Geometric accuracy of robotic positioning with and without C-arm calibration. (A) Patient and robot registration accuracy for the calibrated and calibration-free approaches. (B,C) Drill guide tip and axis alignment error for both approaches.

Figure 4 shows that while there are marginal increases in error for patient registration, robot registration, and drill guide alignment, all errors remained low (< 2 mm and 1°). The modest increases in error can be attributed to the fact that the calibration-free approach is designed for simple, non-encoded C-arms, and performs an online calibration for such a system using the patient as a calibration object (cf. a more extensive calibration method such as Cho calibration13 involving a calibration-specific phantom). It is likely that resulting calibration therefore has more error, and patient and robot registration errors will be higher and this error will propagate into the drill guide tip and drill guide axis alignment.

3.2. Conformance of Aligned Instrument Trajectory Within Bone

Figure 5 shows that for all 6 trajectories, a simulated K-wire extrapolated from the aligned drill guide did not breach the pelvis, confirming the performance of the calibration-free approach compared to the calibrated approach. The results suggest that despite the marginal increases in registration and drill guide placement error when using the calibration-free approach, these errors do not cause clinically significant breach of the cortical bone.

Figure 5.

Figure 5.

Distance of simulated K-wires from the cortical bone surface. A K-wire mesh model was propagated along the aligned drill guide and the distance of the K-wire mesh model to a mesh model of the cadaver pelvis was evaluated at discrete positions along the length of the K-wire model. Values below the red line (y=0) indicate breaches of the simulated K-wire out of the cortical bone. Positive values indicate conformance of the simulated K-wire within the bone corridor. Six trajectories with various approaches in the pelvis were planned and executed. The black curve shows the preoperative trajectory plan and its distance to the cortical bone surface along the length of the trajectory.

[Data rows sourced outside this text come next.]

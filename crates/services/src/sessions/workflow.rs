use skill_core::model::{MasteryStats, Question, TopicId};
use skill_core::quiz::{CardEffect, KeyFocus, KeyInput, QuestionCard, QuizIntent, intent_for_key};

use super::progress::SessionProgress;
use super::tracker::ProgressTracker;

/// A practice run over one topic: the progress tracker plus the state of the
/// question on screen.
pub struct QuizSession {
    tracker: ProgressTracker,
    card: QuestionCard,
}

impl QuizSession {
    #[must_use]
    pub fn new(tracker: ProgressTracker) -> Self {
        Self {
            tracker,
            card: QuestionCard::new(),
        }
    }

    #[must_use]
    pub fn topic_id(&self) -> &TopicId {
        self.tracker.topic_id()
    }

    #[must_use]
    pub fn tracker(&self) -> &ProgressTracker {
        &self.tracker
    }

    #[must_use]
    pub fn card(&self) -> &QuestionCard {
        &self.card
    }

    #[must_use]
    pub fn current_question(&self) -> Option<&Question> {
        self.tracker.current_question()
    }

    #[must_use]
    pub fn is_finished(&self) -> bool {
        self.tracker.is_finished()
    }

    #[must_use]
    pub fn stats(&self) -> MasteryStats {
        self.tracker.stats()
    }

    #[must_use]
    pub fn progress(&self) -> SessionProgress {
        let total = self.tracker.questions().len();
        let answered = self.tracker.progress().completed_ids().len();
        let position = if total == 0 {
            0
        } else {
            self.tracker.progress().current_index() + 1
        };
        SessionProgress {
            position,
            total,
            answered,
            remaining: total.saturating_sub(answered),
            is_last: self.tracker.is_last(),
            is_complete: self.tracker.is_finished(),
        }
    }

    /// The last question is answered but earlier ones are still open.
    ///
    /// `Next` is not accepted here, so the only way on is a reset.
    #[must_use]
    pub fn needs_restart(&self) -> bool {
        self.tracker.is_last() && self.card.is_answered() && !self.tracker.is_finished()
    }

    /// Whether the card on screen would act on `intent`.
    #[must_use]
    pub fn accepts(&self, intent: QuizIntent) -> bool {
        self.current_question()
            .is_some_and(|question| self.card.accepts(intent, question, self.tracker.is_last()))
    }

    /// Resolve a key press to an intent the card will accept right now.
    ///
    /// `None` means the key should be left alone.
    #[must_use]
    pub fn intent_for_key(&self, key: KeyInput, focus: KeyFocus) -> Option<QuizIntent> {
        let option_count = self.current_question()?.options().len();
        intent_for_key(key, focus, option_count).filter(|intent| self.accepts(*intent))
    }

    /// Apply `intent` to the current card and forward its effect to the tracker.
    ///
    /// Returns false if the intent was rejected.
    pub async fn dispatch(&mut self, intent: QuizIntent) -> bool {
        let is_last = self.tracker.is_last();
        let Some(question) = self.tracker.current_question() else {
            return false;
        };
        if !self.card.accepts(intent, question, is_last) {
            return false;
        }
        let effect = self.card.apply(intent, question, is_last);

        match effect {
            Some(CardEffect::MarkCompleted { was_revealed }) => {
                self.tracker.mark_completed(was_revealed).await;
            }
            Some(CardEffect::Advance) => {
                self.tracker.advance().await;
            }
            None => {}
        }
        true
    }

    /// Start the topic over from the first question.
    pub async fn reset(&mut self) {
        self.tracker.reset().await;
        self.card = QuestionCard::new();
    }
}
use async_trait::async_trait;
use chrono::Utc;
use sqlx::Row;

use crate::repository::{KeyValueStore, StorageError};

use super::SqliteRepository;

#[async_trait]
impl KeyValueStore for SqliteRepository {
    async fn get(&self, key: &str) -> Result<Option<String>, StorageError> {
        let row = sqlx::query("SELECT value FROM kv_slots WHERE key = ?1")
            .bind(key)
            .fetch_optional(&self.pool)
            .await
            .map_err(|err| StorageError::Connection(err.to_string()))?;

        let Some(row) = row else {
            return Ok(None);
        };

        let value: String = row
            .try_get("value")
            .map_err(|err| StorageError::Serialization(err.to_string()))?;
        Ok(Some(value))
    }

    async fn set(&self, key: &str, value: &str) -> Result<(), StorageError> {
        sqlx::query(
            r"
            INSERT INTO kv_slots (key, value, updated_at)
            VALUES (?1, ?2, ?3)
            ON CONFLICT(key) DO UPDATE SET
                value = excluded.value,
                updated_at = excluded.updated_at
            ",
        )
        .bind(key)
        .bind(value)
        .bind(Utc::now())
        .execute(&self.pool)
        .await
        .map_err(|err| StorageError::Connection(err.to_string()))?;

        Ok(())
    }

    async fn remove(&self, key: &str) -> Result<(), StorageError> {
        sqlx::query("DELETE FROM kv_slots WHERE key = ?1")
            .bind(key)
            .execute(&self.pool)
            .await
            .map_err(|err| StorageError::Connection(err.to_string()))?;

        Ok(())
    }
}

The light blue curve shows the calibrated workflow and its cortical bone distance, while the gray curve shows the calibration-free workflow.

IV. DISCUSSION AND CONCLUSIONS

The experiments performed in this work assessed the accuracy of image-guided robotic positioning in a cadaver specimen while assuming no prior calibration of the C-arm, achieving 3D guidance by first calibrating the system via a registration of patient anatomy and then registering the robot using the obtained projective geometry. This approach facilitates use of commonly used C-arms that cannot maintain a prior offline geometric calibration to register the robot to the patient. The results demonstrated that this approach can accurately align a robotic drill guide to target trajectory plans in realistic preclinical setting in cadaver, achieving drill guide tip error and axis alignment error of 1.8 ± 0.8 mm and 0.7 ± 0.2°. Current work on robot pose and path planning are also being implemented to avoid collision of the drill guide with the patient or OR equipment. This work establishes essential preclinical validation, with future work prior to clinical translation involving a cohort of residents and orthopaedic surgeons to more fully establish the safety of the system, obtain user feedback on interaction with the surgical interface, and measure effects that impact workflow, such as radiation dose and runtime.

ACKNOWLEDGEMENT

This work was supported by NIH grant R01-EB-017226 and research collaboration with Siemens Healthineers.